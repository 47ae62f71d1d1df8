//! Element types supported by tensile
//!
//! The set of dtypes is closed: every buffer the engine hands back is tagged
//! with one of these kinds and a fixed byte size.

use half::{bf16, f16};
use num_complex::Complex32;
use serde::{Deserialize, Serialize};

use crate::error::{Error, Result};

/// Supported element types
#[derive(Debug, Clone, Copy, PartialEq, Eq, Hash, Serialize, Deserialize)]
pub enum Dtype {
    Bool,
    UInt8,
    UInt16,
    UInt32,
    UInt64,
    Int8,
    Int16,
    Int32,
    Int64,
    Float16,
    BFloat16,
    Float32,
    Float64,
    Complex64,
}

impl Dtype {
    /// Size in bytes of a single element
    pub fn size_of(self) -> usize {
        match self {
            Dtype::Bool | Dtype::UInt8 | Dtype::Int8 => 1,
            Dtype::UInt16 | Dtype::Int16 | Dtype::Float16 | Dtype::BFloat16 => 2,
            Dtype::UInt32 | Dtype::Int32 | Dtype::Float32 => 4,
            Dtype::UInt64 | Dtype::Int64 | Dtype::Float64 | Dtype::Complex64 => 8,
        }
    }

    /// True for the real floating-point kinds. `Complex64` is not one of
    /// them; complex is its own classification.
    pub fn is_floating_point(self) -> bool {
        matches!(
            self,
            Dtype::Float16 | Dtype::BFloat16 | Dtype::Float32 | Dtype::Float64
        )
    }

    /// True for the signed and unsigned integer kinds. `Bool` is not an
    /// integer.
    pub fn is_integer(self) -> bool {
        matches!(
            self,
            Dtype::UInt8
                | Dtype::UInt16
                | Dtype::UInt32
                | Dtype::UInt64
                | Dtype::Int8
                | Dtype::Int16
                | Dtype::Int32
                | Dtype::Int64
        )
    }

    pub fn is_signed_integer(self) -> bool {
        matches!(
            self,
            Dtype::Int8 | Dtype::Int16 | Dtype::Int32 | Dtype::Int64
        )
    }

    pub fn is_complex(self) -> bool {
        matches!(self, Dtype::Complex64)
    }

    /// String representation (NumPy compatible)
    pub fn as_str(self) -> &'static str {
        match self {
            Dtype::Bool => "bool",
            Dtype::UInt8 => "uint8",
            Dtype::UInt16 => "uint16",
            Dtype::UInt32 => "uint32",
            Dtype::UInt64 => "uint64",
            Dtype::Int8 => "int8",
            Dtype::Int16 => "int16",
            Dtype::Int32 => "int32",
            Dtype::Int64 => "int64",
            Dtype::Float16 => "float16",
            Dtype::BFloat16 => "bfloat16",
            Dtype::Float32 => "float32",
            Dtype::Float64 => "float64",
            Dtype::Complex64 => "complex64",
        }
    }

    /// Numeric limits of a floating kind.
    ///
    /// Fails with [`Error::UnsupportedDtype`] for every other kind; asking
    /// for integer limits through this query is a programmer error.
    pub fn limits(self) -> Result<FloatLimits> {
        match self {
            Dtype::Float16 => Ok(FloatLimits {
                eps: f16::EPSILON.to_f64(),
                min: f16::MIN.to_f64(),
                max: f16::MAX.to_f64(),
                smallest_normal: f16::MIN_POSITIVE.to_f64(),
                smallest_subnormal: f16::from_bits(1).to_f64(),
            }),
            Dtype::BFloat16 => Ok(FloatLimits {
                eps: bf16::EPSILON.to_f64(),
                min: bf16::MIN.to_f64(),
                max: bf16::MAX.to_f64(),
                smallest_normal: bf16::MIN_POSITIVE.to_f64(),
                smallest_subnormal: bf16::from_bits(1).to_f64(),
            }),
            Dtype::Float32 => Ok(FloatLimits {
                eps: f32::EPSILON as f64,
                min: f32::MIN as f64,
                max: f32::MAX as f64,
                smallest_normal: f32::MIN_POSITIVE as f64,
                smallest_subnormal: f32::from_bits(1) as f64,
            }),
            Dtype::Float64 => Ok(FloatLimits {
                eps: f64::EPSILON,
                min: f64::MIN,
                max: f64::MAX,
                smallest_normal: f64::MIN_POSITIVE,
                smallest_subnormal: f64::from_bits(1),
            }),
            other => Err(Error::UnsupportedDtype(other)),
        }
    }
}

impl std::fmt::Display for Dtype {
    fn fmt(&self, f: &mut std::fmt::Formatter<'_>) -> std::fmt::Result {
        write!(f, "{}", self.as_str())
    }
}

impl Default for Dtype {
    fn default() -> Self {
        Dtype::Float32
    }
}

/// Numeric limits of a floating-point dtype, widened to `f64`.
///
/// The half-width constants are derived from the `half` crate's bit formats
/// (`from_bits(1)` for the smallest subnormal), not transcribed literals.
#[derive(Debug, Clone, Copy, PartialEq)]
pub struct FloatLimits {
    pub eps: f64,
    pub min: f64,
    pub max: f64,
    pub smallest_normal: f64,
    pub smallest_subnormal: f64,
}

/// Maps a Rust element type to its [`Dtype`] and buffer representation.
///
/// `Repr` is the byte-compatible form stored in buffers. It is the type
/// itself for everything but `bool`, which is stored as a `u8` because its
/// bit patterns are not freely reinterpretable.
pub trait Element: Copy + 'static {
    const DTYPE: Dtype;
    type Repr: bytemuck::Pod;

    fn to_repr(self) -> Self::Repr;
    fn from_repr(repr: Self::Repr) -> Self;
}

macro_rules! element_identity {
    ($($ty:ty => $dtype:expr),* $(,)?) => {
        $(
            impl Element for $ty {
                const DTYPE: Dtype = $dtype;
                type Repr = $ty;

                fn to_repr(self) -> $ty {
                    self
                }

                fn from_repr(repr: $ty) -> $ty {
                    repr
                }
            }
        )*
    };
}

element_identity! {
    u8 => Dtype::UInt8,
    u16 => Dtype::UInt16,
    u32 => Dtype::UInt32,
    u64 => Dtype::UInt64,
    i8 => Dtype::Int8,
    i16 => Dtype::Int16,
    i32 => Dtype::Int32,
    i64 => Dtype::Int64,
    f16 => Dtype::Float16,
    bf16 => Dtype::BFloat16,
    f32 => Dtype::Float32,
    f64 => Dtype::Float64,
    Complex32 => Dtype::Complex64,
}

impl Element for bool {
    const DTYPE: Dtype = Dtype::Bool;
    type Repr = u8;

    fn to_repr(self) -> u8 {
        self as u8
    }

    fn from_repr(repr: u8) -> bool {
        repr != 0
    }
}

------------------------

**AIM OF THE TASK**
All of the records above need to be copied exactly.

**EXERCISE ANSWER**
repository 47ae62f71d1d1df8
//! Element types supported by tensile
//!
//! The set of dtypes is closed: every buffer the engine hands back is tagged
//! with one of these kinds and a fixed byte size.

use half::{bf16, f16};
use num_complex::Complex32;
use serde::{Deserialize, Serialize};

use crate::error::{Error, Result};

/// Supported element types
#[derive(Debug, Clone, Copy, PartialEq, Eq, Hash, Serialize, Deserialize)]
pub enum Dtype {
    Bool,
    UInt8,
    UInt16,
    UInt32,
    UInt64,
    Int8,
    Int16,
    Int32,
    Int64,
    Float16,
    BFloat16,
    Float32,
    Float64,
    Complex64,
}

impl Dtype {
    /// Size in bytes of a single element
    pub fn size_of(self) -> usize {
        match self {
            Dtype::Bool | Dtype::UInt8 | Dtype::Int8 => 1,
            Dtype::UInt16 | Dtype::Int16 | Dtype::Float16 | Dtype::BFloat16 => 2,
            Dtype::UInt32 | Dtype::Int32 | Dtype::Float32 => 4,
            Dtype::UInt64 | Dtype::Int64 | Dtype::Float64 | Dtype::Complex64 => 8,
        }
    }

    /// True for the real floating-point kinds. `Complex64` is not one of
    /// them; complex is its own classification.
    pub fn is_floating_point(self) -> bool {
        matches!(
            self,
            Dtype::Float16 | Dtype::BFloat16 | Dtype::Float32 | Dtype::Float64
        )
    }

    /// True for the signed and unsigned integer kinds. `Bool` is not an
    /// integer.
    pub fn is_integer(self) -> bool {
        matches!(
            self,
            Dtype::UInt8
                | Dtype::UInt16
                | Dtype::UInt32
                | Dtype::UInt64
                | Dtype::Int8
                | Dtype::Int16
                | Dtype::Int32
                | Dtype::Int64
        )
    }

    pub fn is_signed_integer(self) -> bool {
        matches!(
            self,
            Dtype::Int8 | Dtype::Int16 | Dtype::Int32 | Dtype::Int64
        )
    }

    pub fn is_complex(self) -> bool {
        matches!(self, Dtype::Complex64)
    }

    /// String representation (NumPy compatible)
    pub fn as_str(self) -> &'static str {
        match self {
            Dtype::Bool => "bool",
            Dtype::UInt8 => "uint8",
            Dtype::UInt16 => "uint16",
            Dtype::UInt32 => "uint32",
            Dtype::UInt64 => "uint64",
            Dtype::Int8 => "int8",
            Dtype::Int16 => "int16",
            Dtype::Int32 => "int32",
            Dtype::Int64 => "int64",
            Dtype::Float16 => "float16",
            Dtype::BFloat16 => "bfloat16",
            Dtype::Float32 => "float32",
            Dtype::Float64 => "float64",
            Dtype::Complex64 => "complex64",
        }
    }

    /// Numeric limits of a floating kind.
    ///
    /// Fails with [`Error::UnsupportedDtype`] for every other kind; asking
    /// for integer limits through this query is a programmer error.
    pub fn limits(self) -> Result<FloatLimits> {
        match self {
            Dtype::Float16 => Ok(FloatLimits {
                eps: f16::EPSILON.to_f64(),
                min: f16::MIN.to_f64(),
                max: f16::MAX.to_f64(),
                smallest_normal: f16::MIN_POSITIVE.to_f64(),
                smallest_subnormal: f16::from_bits(1).to_f64(),
            }),
            Dtype::BFloat16 => Ok(FloatLimits {
                eps: bf16::EPSILON.to_f64(),
                min: bf16::MIN.to_f64(),
                max: bf16::MAX.to_f64(),
                smallest_normal: bf16::MIN_POSITIVE.to_f64(),
                smallest_subnormal: bf16::from_bits(1).to_f64(),
            }),
            Dtype::Float32 => Ok(FloatLimits {
                eps: f32::EPSILON as f64,
                min: f32::MIN as f64,
                max: f32::MAX as f64,
                smallest_normal: f32::MIN_POSITIVE as f64,
                smallest_subnormal: f32::from_bits(1) as f64,
            }),
            Dtype::Float64 => Ok(FloatLimits {
                eps: f64::EPSILON,
                min: f64::MIN,
                max: f64::MAX,
                smallest_normal: f64::MIN_POSITIVE,
                smallest_subnormal: f64::from_bits(1),
            }),
            other => Err(Error::UnsupportedDtype(other)),
        }
    }
}

impl std::fmt::Display for Dtype {
    fn fmt(&self, f: &mut std::fmt::Formatter<'_>) -> std::fmt::Result {
        write!(f, "{}", self.as_str())
    }
}

impl Default for Dtype {
    fn default() -> Self {
        Dtype::Float32
    }
}

/// Numeric limits of a floating-point dtype, widened to `f64`.
///
/// The half-width constants are derived from the `half` crate's bit formats
/// (`from_bits(1)` for the smallest subnormal), not transcribed literals.
#[derive(Debug, Clone, Copy, PartialEq)]
pub struct FloatLimits {
    pub eps: f64,
    pub min: f64,
    pub max: f64,
    pub smallest_normal: f64,
    pub smallest_subnormal: f64,
}

/// Maps a Rust element type to its [`Dtype`] and buffer representation.
///
/// `Repr` is the byte-compatible form stored in buffers. It is the type
/// itself for everything but `bool`, which is stored as a `u8` because its
/// bit patterns are not freely reinterpretable.
pub trait Element: Copy + 'static {
    const DTYPE: Dtype;
    type Repr: bytemuck::Pod;

    fn to_repr(self) -> Self::Repr;
    fn from_repr(repr: Self::Repr) -> Self;
}

macro_rules! element_identity {
    ($($ty:ty => $dtype:expr),* $(,)?) => {
        $(
            impl Element for $ty {
                const DTYPE: Dtype = $dtype;
                type Repr = $ty;

                fn to_repr(self) -> $ty {
                    self
                }

                fn from_repr(repr: $ty) -> $ty {
                    repr
                }
            }
        )*
    };
}

element_identity! {
    u8 => Dtype::UInt8,
    u16 => Dtype::UInt16,
    u32 => Dtype::UInt32,
    u64 => Dtype::UInt64,
    i8 => Dtype::Int8,
    i16 => Dtype::Int16,
    i32 => Dtype::Int32,
    i64 => Dtype::Int64,
    f16 => Dtype::Float16,
    bf16 => Dtype::BFloat16,
    f32 => Dtype::Float32,
    f64 => Dtype::Float64,
    Complex32 => Dtype::Complex64,
}

impl Element for bool {
    const DTYPE: Dtype = Dtype::Bool;
    type Repr = u8;

    fn to_repr(self) -> u8 {
        self as u8
    }

    fn from_repr(repr: u8) -> bool {
        repr != 0
    }
}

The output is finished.